WDYB’s top five god-thankers (cockney rhyming slang)

Bored with dull sanity? Here’s a roundup of blogs that defy parody, with the organising motif of “Thanking God.” I haven’t linked but you can disentangle the crap from the urls if you really want to see them. As far as I can make out they aren’t parody sites although that is your first assumption. I hope I can be corrected on at least one of these.

I was planning a list of sporting events and movie award wins where the contenders credited him upstairs (subtly boasting of being God’s favourite). Sadly, Google is strangely reticent on this topic although I found some good rants on the practice. In fact, most of the “god-thankers” were just expressing a generalised sense of gratitude to the universe for new linux functions, ffs.

But, as a consolation, I found these sites that thanked the big guy for “gifts” that the rational mind might imagine could best be described as “curses”.

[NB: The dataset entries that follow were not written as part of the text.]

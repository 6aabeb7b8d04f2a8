// Copyright 2022 Twitter, Inc.
// Licensed under the Apache License, Version 2.0
// http://www.apache.org/licenses/LICENSE-2.0

use crate::config::Comparison;
use crate::record::Metric;

use log::Level;
use serde_derive::*;

use std::path::PathBuf;

#[derive(Clone, Debug, Deserialize)]
#[serde(deny_unknown_fields)]
pub struct General {
    preset: Option<Comparison>,
    #[serde(default = "default_directory")]
    directory: PathBuf,
    #[serde(default)]
    metric: Metric,
    #[serde(with = "LevelDef")]
    #[serde(default = "default_logging_level")]
    logging: Level,
}

impl General {
    /// preset named in a config file, if any
    pub fn preset(&self) -> Option<Comparison> {
        self.preset
    }

    pub fn directory(&self) -> &PathBuf {
        &self.directory
    }

    pub fn set_directory(&mut self, directory: impl Into<PathBuf>) {
        self.directory = directory.into();
    }

    pub fn metric(&self) -> Metric {
        self.metric
    }

    pub fn set_metric(&mut self, metric: Metric) {
        self.metric = metric;
    }

    pub fn logging(&self) -> Level {
        self.logging
    }

    pub fn set_logging(&mut self, level: Level) {
        self.logging = level;
    }
}

impl Default for General {
    fn default() -> General {
        General {
            preset: None,
            directory: default_directory(),
            metric: Default::default(),
            logging: default_logging_level(),
        }
    }
}

fn default_directory() -> PathBuf {
    PathBuf::from(".")
}

#[derive(Clone, Deserialize, Debug)]
#[serde(rename_all = "lowercase")]
#[serde(remote = "Level")]
#[serde(deny_unknown_fields)]
enum LevelDef {
    Error,
    Warn,
    Info,
    Debug,
    Trace,
}

fn default_logging_level() -> Level {
    Level::Info
}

First off. How about “Thank god for global warming.” It has basically one article and most of its categories and posts point to this. The argument is that global warming is just a con to make us pay more taxes and to extend the role of government. At least that’s a point of view, albeit one that has never felt the chilling edge of Occam’s Razor. The rest, such as “what if the human race disappeared, the planet would still warm” is just arrant nonsense.

The next one sort of fits in with my original idea, except that it doesn’t have losers so I’m going to leave the link. Godwin’s Fitness Club testimonials page. Godwin’s seems to be a gym with a ministry attached or vice versa. Everyone here thanks God for their improved muscle tone.

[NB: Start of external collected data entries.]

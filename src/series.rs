// Copyright 2022 Twitter, Inc.
// Licensed under the Apache License, Version 2.0
// http://www.apache.org/licenses/LICENSE-2.0

//! Loads one timing series per backend across a progression of grid sizes.

use crate::config::Backend;
use crate::error::{Error, Result};
use crate::record::{BenchmarkRecord, Metric};

use serde_derive::*;

use std::path::{Path, PathBuf};

/// Grid sizes `start, start + step, ...`, `count` terms long.
#[derive(Copy, Clone, Debug, Deserialize, PartialEq, Eq)]
#[serde(deny_unknown_fields)]
pub struct Progression {
    #[serde(default = "default_start")]
    start: usize,
    #[serde(default = "default_step")]
    step: usize,
    #[serde(default = "default_count")]
    count: usize,
}

impl Default for Progression {
    fn default() -> Self {
        Self {
            start: default_start(),
            step: default_step(),
            count: default_count(),
        }
    }
}

fn default_start() -> usize {
    100
}

fn default_step() -> usize {
    100
}

fn default_count() -> usize {
    30
}

impl Progression {
    pub fn new(start: usize, step: usize, count: usize) -> Self {
        Self { start, step, count }
    }

    pub fn start(&self) -> usize {
        self.start
    }

    pub fn set_start(&mut self, start: usize) {
        self.start = start;
    }

    pub fn step(&self) -> usize {
        self.step
    }

    pub fn set_step(&mut self, step: usize) {
        self.step = step;
    }

    pub fn count(&self) -> usize {
        self.count
    }

    pub fn set_count(&mut self, count: usize) {
        self.count = count;
    }

    /// the last grid size, or `None` if the progression overflows `usize`
    pub fn last(&self) -> Option<usize> {
        self.step
            .checked_mul(self.count.saturating_sub(1))
            .and_then(|offset| self.start.checked_add(offset))
    }

    pub fn validate(&self) -> Result<()> {
        if self.count == 0 {
            return Err(Error::InvalidConfig("grid count must be non-zero".to_owned()));
        }
        if self.step == 0 {
            return Err(Error::InvalidConfig("grid step must be non-zero".to_owned()));
        }
        if self.last().is_none() {
            return Err(Error::InvalidConfig(format!(
                "grid progression overflows: start: {} step: {} count: {}",
                self.start, self.step, self.count
            )));
        }
        Ok(())
    }

    pub fn sizes(&self) -> impl Iterator<Item = usize> {
        let Progression { start, step, count } = *self;
        (0..count).map(move |i| start + i * step)
    }
}

/// Millisecond timings for one backend, one value per grid size.
#[derive(Clone, Debug, PartialEq)]
pub struct Series {
    label: String,
    values: Vec<f64>,
}

impl Series {
    pub fn new(label: impl AsRef<str>) -> Self {
        Self {
            label: label.as_ref().to_owned(),
            values: Vec::new(),
        }
    }

    pub fn label(&self) -> &str {
        &self.label
    }

    pub fn values(&self) -> &[f64] {
        &self.values
    }

    fn push(&mut self, value: f64) {
        self.values.push(value);
    }
}

/// Grid sizes and the series measured at them. Every series has the same
/// length as `grid_sizes` and index `i` of each refers to `grid_sizes[i]`.
#[derive(Clone, Debug, PartialEq)]
pub struct Dataset {
    grid_sizes: Vec<usize>,
    series: Vec<Series>,
}

impl Dataset {
    pub fn grid_sizes(&self) -> &[usize] {
        &self.grid_sizes
    }

    pub fn series(&self) -> &[Series] {
        &self.series
    }

    pub fn len(&self) -> usize {
        self.grid_sizes.len()
    }

    pub fn is_empty(&self) -> bool {
        self.grid_sizes.is_empty()
    }

    /// `(grid size, milliseconds)` pairs for the series at `index`
    pub(crate) fn points(&self, index: usize) -> impl Iterator<Item = (f64, f64)> + '_ {
        self.grid_sizes
            .iter()
            .zip(self.series[index].values().iter())
            .map(|(&size, &ms)| (size as f64, ms))
    }

    /// the largest value across all series
    pub fn max_value(&self) -> Option<f64> {
        self.series
            .iter()
            .flat_map(|series| series.values().iter().copied())
            .fold(None, |max: Option<f64>, v| Some(max.map_or(v, |m| m.max(v))))
    }
}

pub struct Loader {
    directory: PathBuf,
    progression: Progression,
    metric: Metric,
}

impl Loader {
    pub fn new(progression: Progression) -> Self {
        Self {
            directory: PathBuf::from("."),
            progression,
            metric: Metric::default(),
        }
    }

    pub fn directory(&mut self, directory: impl AsRef<Path>) -> &mut Self {
        self.directory = directory.as_ref().to_path_buf();
        self
    }

    pub fn metric(&mut self, metric: Metric) -> &mut Self {
        self.metric = metric;
        self
    }

    /// Read one record per backend per grid size. The first file that
    /// cannot be opened, parsed, or lacks the metric aborts the whole load.
    pub fn load(&self, backends: &[Backend]) -> Result<Dataset> {
        self.progression.validate()?;
        for backend in backends {
            backend.template()?;
        }
        debug!(
            "loading {} series over {} grid sizes from {}",
            backends.len(),
            self.progression.count(),
            self.directory.display()
        );

        let mut grid_sizes = Vec::with_capacity(self.progression.count());
        let mut series: Vec<Series> = backends
            .iter()
            .map(|backend| Series::new(backend.label()))
            .collect();

        for size in self.progression.sizes() {
            for (backend, series) in backends.iter().zip(series.iter_mut()) {
                let path = self.directory.join(backend.filename(size)?);
                let record = BenchmarkRecord::load(&path)?;
                let ms = record.milliseconds(self.metric, &path)?;
                debug!(
                    "{}: {}: {} ms (steps: {:?} grid: {:?}x{:?})",
                    path.display(),
                    self.metric,
                    ms,
                    record.steps(),
                    record.nx(),
                    record.ny()
                );
                series.push(ms);
            }
            grid_sizes.push(size);
        }

        Ok(Dataset { grid_sizes, series })
    }
}

#[cfg(test)]
mod tests {
    use super::*;

    #[test]
    fn default_progression() {
        let sizes: Vec<usize> = Progression::default().sizes().collect();
        assert_eq!(sizes.len(), 30);
        assert_eq!(sizes[0], 100);
        assert_eq!(sizes[1], 200);
        assert_eq!(sizes[29], 3000);
        assert_eq!(Progression::default().last(), Some(3000));
    }

    #[test]
    fn custom_progression() {
        let sizes: Vec<usize> = Progression::new(64, 64, 4).sizes().collect();
        assert_eq!(sizes, vec![64, 128, 192, 256]);
    }

    #[test]
    fn invalid_progression() {
        assert!(Progression::new(100, 100, 0).validate().is_err());
        assert!(Progression::new(100, 0, 30).validate().is_err());
        assert!(Progression::new(usize::MAX, 1, 2).validate().is_err());
        assert!(Progression::default().validate().is_ok());
    }

    #[test]
    fn max_value() {
        let dataset = Dataset {
            grid_sizes: vec![100, 200],
            series: vec![
                Series {
                    label: "a".to_owned(),
                    values: vec![1.0, 4.0],
                },
                Series {
                    label: "b".to_owned(),
                    values: vec![2.0, 3.0],
                },
            ],
        };
        assert_eq!(dataset.max_value(), Some(4.0));
        assert_eq!(
            dataset.points(1).collect::<Vec<_>>(),
            vec![(100.0, 2.0), (200.0, 3.0)]
        );

        let empty = Dataset {
            grid_sizes: Vec::new(),
            series: vec![Series::new("a")],
        };
        assert_eq!(empty.max_value(), None);
        assert!(empty.is_empty());
    }

    #[test]
    fn invalid_backend_fails_before_reading() {
        let loader = Loader::new(Progression::default());
        let backends = vec![Backend::new("GPU", "GPU_CLEULER.json")];
        assert!(matches!(
            loader.load(&backends),
            Err(Error::InvalidConfig(_))
        ));
    }

    #[test]
    fn overflowing_progression_fails_before_reading() {
        let dir = tempfile::tempdir().unwrap();
        std::fs::write(
            dir.path().join(format!("A_{}.json", usize::MAX)),
            "{\"average_timestep\": 0.001}",
        )
        .unwrap();

        let result = Loader::new(Progression::new(usize::MAX, 1, 2))
            .directory(dir.path())
            .load(&[Backend::new("A", "A_{sx}.json")]);
        assert!(matches!(result, Err(Error::InvalidConfig(_))));

        let result = Loader::new(Progression::new(100, 100, 0))
            .directory(dir.path())
            .load(&[Backend::new("A", "A_{sx}.json")]);
        assert!(matches!(result, Err(Error::InvalidConfig(_))));
    }
}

The Politics of the Cross gets in just because it explains that it has problems thanking god for Canada, on the grounds that

” our government … is becoming more and more pagan all the time. Moreover, we are to bear in mind that government can as easily be a vehicle of the Antichrist as a blessing (cf. Rev. 13).”

I have to credit Anne Coulter Watch with reporting that the deeply-unpleasant-one believed that God supported the extermination of the native population of America:

“Thank God the white man did win or we would not have the sort of equality and freedom, or life, that we have now.”

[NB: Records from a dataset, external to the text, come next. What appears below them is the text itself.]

// Copyright 2022 Twitter, Inc.
// Licensed under the Apache License, Version 2.0
// http://www.apache.org/licenses/LICENSE-2.0

#[macro_use]
extern crate log;

use solver_perf::{Comparison, Config, Logger};

fn main() {
    let config = Config::new(Comparison::Euler);

    Logger::new()
        .label("euler_perf_graph")
        .level(config.logging())
        .init()
        .expect("Failed to initialize logger");

    info!("euler-perf-graph {} initializing...", solver_perf::VERSION);

    if let Err(e) = solver_perf::run(&config) {
        error!("{}", e);
        std::process::exit(1);
    }
}
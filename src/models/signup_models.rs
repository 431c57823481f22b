use chrono::{DateTime, SecondsFormat, Utc};
use serde::{Deserialize, Serialize};

pub const UNKNOWN_ADDRESS: &str = "unknown";
pub const MAX_AGENT_CHARS: usize = 200;

/// Column order of the ledger file.
pub const LEDGER_HEADER: [&str; 5] = ["email", "timestamp", "source", "ip_address", "user_agent"];

/// One row of the waitlist ledger. Written once, never updated.
#[derive(Debug, Clone, PartialEq, Eq, Serialize, Deserialize)]
pub struct SignupRecord {
    pub email: String,
    #[serde(rename = "timestamp")]
    pub submitted_at: String,
    pub source: String,
    #[serde(rename = "ip_address")]
    pub client_address: String,
    #[serde(rename = "user_agent")]
    pub agent_string: String,
}

impl SignupRecord {
    pub fn new(signup: NewSignup, submitted_at: DateTime<Utc>) -> Self {
        Self {
            email: signup.email,
            submitted_at: format_timestamp(submitted_at),
            source: signup.source,
            client_address: signup.client_address,
            agent_string: truncate_agent(&signup.agent_string),
        }
    }
}

/// A validated submission that has not been accepted into the ledger yet.
#[derive(Debug, Clone, PartialEq, Eq)]
pub struct NewSignup {
    pub email: String,
    pub source: String,
    pub client_address: String,
    pub agent_string: String,
}

#[derive(Debug, Clone, PartialEq, Eq)]
pub enum RegisterOutcome {
    AlreadyExists,
    Appended { record: SignupRecord, position: u64 },
}

pub fn format_timestamp(at: DateTime<Utc>) -> String {
    at.to_rfc3339_opts(SecondsFormat::Secs, true)
}

pub fn truncate_agent(agent: &str) -> String {
    agent.chars().take(MAX_AGENT_CHARS).collect()
}
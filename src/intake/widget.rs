use std::sync::atomic::{AtomicBool, Ordering};
use std::sync::Arc;

use crate::handlers::waitlist_dtos::SignupRequest;
use crate::intake::feedback::Feedback;
use crate::intake::remote::{HttpProbe, RemoteLedgerClient};
use crate::intake::simulated::SimulatedStore;
use crate::intake::strategy::{ConnectivityProbe, IntakeError, SubmissionResult, SubmissionStrategy};
use crate::intake::validation::validate;

pub const UNREACHABLE_MESSAGE: &str = "We couldn't reach the server. Please try again.";
pub const UNEXPECTED_MESSAGE: &str = "Something went wrong. Please try again.";

/// Clears the in-flight flag when a submission finishes, however it finishes.
struct InFlight<'a>(&'a AtomicBool);

impl Drop for InFlight<'_> {
    fn drop(&mut self) {
        self.0.store(false, Ordering::Release);
    }
}

/// Signup form logic without the rendering: validate, submit through the
/// active strategy, and turn the result into [`Feedback`].
pub struct IntakeWidget {
    remote: Arc<dyn SubmissionStrategy>,
    simulated: Arc<SimulatedStore>,
    probe: Arc<dyn ConnectivityProbe>,
    use_simulated: AtomicBool,
    in_flight: AtomicBool,
    source: Option<String>,
}

impl IntakeWidget {
    /// Probes the service once and starts on whichever strategy the probe picks.
    /// While simulated, every submit probes again and goes live as soon as the
    /// service answers.
    pub async fn connect(
        remote: Arc<dyn SubmissionStrategy>,
        simulated: Arc<SimulatedStore>,
        probe: Arc<dyn ConnectivityProbe>,
        source: Option<String>,
    ) -> Self {
        let reachable = probe.is_reachable().await;
        if !reachable {
            tracing::warn!("Waitlist service unreachable, signups will be simulated locally");
        }
        Self {
            remote,
            simulated,
            probe,
            use_simulated: AtomicBool::new(!reachable),
            in_flight: AtomicBool::new(false),
            source,
        }
    }

    pub async fn for_base_url(base_url: &str, source: Option<String>) -> Self {
        Self::connect(
            Arc::new(RemoteLedgerClient::new(base_url)),
            Arc::new(SimulatedStore::new()),
            Arc::new(HttpProbe::new(base_url)),
            source,
        )
        .await
    }

    pub fn is_simulated(&self) -> bool {
        self.use_simulated.load(Ordering::Acquire)
    }

    pub fn active_strategy(&self) -> &'static str {
        if self.is_simulated() {
            self.simulated.name()
        } else {
            self.remote.name()
        }
    }

    pub fn is_submitting(&self) -> bool {
        self.in_flight.load(Ordering::Acquire)
    }

    pub async fn submit(&self, email: &str) -> Feedback {
        let validation = validate(email);
        if !validation.valid {
            return Feedback::Invalid {
                reason: validation.reason.unwrap_or_default(),
            };
        }
        if self.in_flight.swap(true, Ordering::AcqRel) {
            tracing::debug!("Ignoring waitlist submit while another is pending");
            return Feedback::Busy;
        }
        let _in_flight = InFlight(&self.in_flight);

        let request = SignupRequest {
            email: Some(email.trim().to_string()),
            source: self.source.clone(),
        };

        if self.is_simulated() {
            if !self.probe.is_reachable().await {
                return classify(self.simulated.submit(&request).await);
            }
            tracing::info!("Waitlist service reachable again, resuming live signups");
            self.use_simulated.store(false, Ordering::Release);
        }
        match self.remote.submit(&request).await {
            Err(e) if e.is_transport() => {
                tracing::warn!("Waitlist submit failed: {}", e);
                if self.probe.is_reachable().await {
                    return Feedback::Failed { message: UNREACHABLE_MESSAGE.to_string() };
                }
                tracing::warn!("Waitlist service unreachable, switching to simulated signups");
                self.use_simulated.store(true, Ordering::Release);
                classify(self.simulated.submit(&request).await)
            }
            other => classify(other),
        }
    }
}

fn classify(result: Result<SubmissionResult, IntakeError>) -> Feedback {
    let result = match result {
        Ok(result) => result,
        Err(e) => {
            tracing::error!("Waitlist submission failed: {}", e);
            let message = if e.is_transport() { UNREACHABLE_MESSAGE } else { UNEXPECTED_MESSAGE };
            return Feedback::Failed { message: message.to_string() };
        }
    };
    let SubmissionResult { status, response, simulated } = result;
    if response.success && response.is_duplicate() {
        Feedback::AlreadyRegistered { message: response.message, simulated }
    } else if response.success {
        Feedback::Registered {
            message: response.message,
            position: response.waitlist_position,
            timestamp: response.timestamp,
            simulated,
        }
    } else if status == 400 {
        Feedback::Invalid { reason: response.message }
    } else {
        Feedback::Failed { message: response.message }
    }
}
use lettre::transport::smtp::authentication::Credentials;
use lettre::{AsyncSmtpTransport, AsyncTransport, Message, Tokio1Executor};
use thiserror::Error;

use crate::config::SmtpConfig;
use crate::models::signup_models::SignupRecord;

const SMTP_PORT: u16 = 587;

#[derive(Error, Debug)]
pub enum NotifyError {
    #[error("Invalid address: {0}")]
    Address(#[from] lettre::address::AddressError),
    #[error("Failed to build email: {0}")]
    Message(#[from] lettre::error::Error),
    #[error("SMTP error: {0}")]
    Smtp(#[from] lettre::transport::smtp::Error),
}

/// Emails the operator about new signups. Does nothing unless SMTP settings
/// were configured and notifications enabled.
#[derive(Clone, Default)]
pub struct AdminNotifier {
    smtp: Option<SmtpConfig>,
}

impl AdminNotifier {
    pub fn new(smtp: Option<SmtpConfig>) -> Self {
        Self { smtp }
    }

    pub fn disabled() -> Self {
        Self { smtp: None }
    }

    pub fn is_enabled(&self) -> bool {
        self.smtp.is_some()
    }

    /// Fire-and-forget: sends on a background task and only logs failures.
    pub fn notify_signup(&self, record: &SignupRecord, position: u64) {
        let Some(smtp) = self.smtp.clone() else {
            return;
        };
        let record = record.clone();
        tokio::spawn(async move {
            match send_signup_email(&smtp, &record, position).await {
                Ok(()) => tracing::debug!("Admin notified about waitlist signup #{}", position),
                Err(e) => tracing::error!("Failed to notify admin about signup #{}: {}", position, e),
            }
        });
    }
}

pub fn build_signup_message(smtp: &SmtpConfig, record: &SignupRecord, position: u64) -> Result<Message, NotifyError> {
    let body = format!(
        "New waitlist signup #{}\n\nEmail: {}\nSource: {}\nTime: {}\nIP: {}\nUser agent: {}\n",
        position,
        record.email,
        record.source,
        record.submitted_at,
        record.client_address,
        record.agent_string,
    );
    let message = Message::builder()
        .from(smtp.from.parse()?)
        .to(smtp.admin_email.parse()?)
        .subject(format!("Waitlist signup #{}", position))
        .body(body)?;
    Ok(message)
}

async fn send_signup_email(smtp: &SmtpConfig, record: &SignupRecord, position: u64) -> Result<(), NotifyError> {
    let message = build_signup_message(smtp, record, position)?;
    let mailer = AsyncSmtpTransport::<Tokio1Executor>::starttls_relay(&smtp.server)?
        .port(SMTP_PORT)
        .credentials(Credentials::new(smtp.username.clone(), smtp.password.clone()))
        .build();
    mailer.send(message).await?;
    Ok(())
}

Last, but the clear winner on any scale of evil dementedness is, naturally, the Westboro Baptists. On their charmingly-named “God Hates Fags” site, they are kind enough to thank God for the London Tube bombings.

Thank God for the bombing of London’s subway today – July 7, 2005 – wherein dozens were killed and hundreds seriously injured. Wish it was many more.
“But thou shalt say unto them, This is a nation that obeyeth not the voice of the Lord their God, nor receiveth correction; truth is perished, and is cut off from their mouth.” Jer. 7:28.
England: Island of the Sodomite Damned

Of course, that is probably small beer to you Americans, compared to Hurricane Katrina and the deaths of countless US servicemen, for which they also thank their deeply unpleasant deity.

I notice there is a section on their site called “Love Crusades.” It’s a list of the upcoming funerals of US servicemen that they are going to picket. Now even the most hard-hearted TV fake-childcare expert might think was a step too far in the “tough love” direction.

I truly hope their god loves them with the same fervour that they love servicemen and the population of London or New Orleans.

3 thoughts on “WDYB’s top five god-thankers (cockney rhyming slang)

  1. In fact, most of the “god-thankers” were just expressing a generalised sense of gratitude to the universe for new linux functions, ffs

    I assume they weren’t using the Satanic Edition of Ubuntu.

    I’m surprised you missed the Colorado Rockies, who are said to have an explicitly Christian hiring policy. The Rockies are a rounders team who came from nowhere to get into the World Series. Then they lost four consecutive games to a team wearing only Red Socks. Possibly. http://sport.independent.co.uk/general/article3033367.ecebow

  2. Let us not forget that the real Antichrist will, when he comes on to the world scene will be very popular. He will be very charismatic. So the point is when we look for the “Antichrist” we shouldn’t be looking for a villain. We shouldn’t be looking for a bad guy, for that is not how he is going to appear, not to most people, at least not at first.

    In fact he is going to appear as a savior. He is actually going to be responsible or seem to be responsible in solving some of humanity’s most intractable problems. Perhaps he is going to be responsible for curing some disease, or develop ways to make things grow on barren land.

    This is why I am guessing that he will be an industrialist because only an industrialist could have the infrastructures to develop such technology. Obviously what pushes this guy into the world stage would be the continuing success of his company.

    And from there his success and charisma is going to pull him into politics. I say pull but it was his plan all along, though like the best of politicians he will make it look like he only begrudgingly entered the political sphere.

    I believe he will become the head of the European Union, an entity that right now isn’t that strong, but since I see see this as happening from 30-50 years from now I see that by then the organization will have grown in strength

    I still believe we have a generation or two before he arises, but in the term of human history a generation or two isn’t that long from now.

  3. So are you saying the reason that some evangelical Christians are repugnant xenophobes is that they’re keen to show they’re not the antichrist?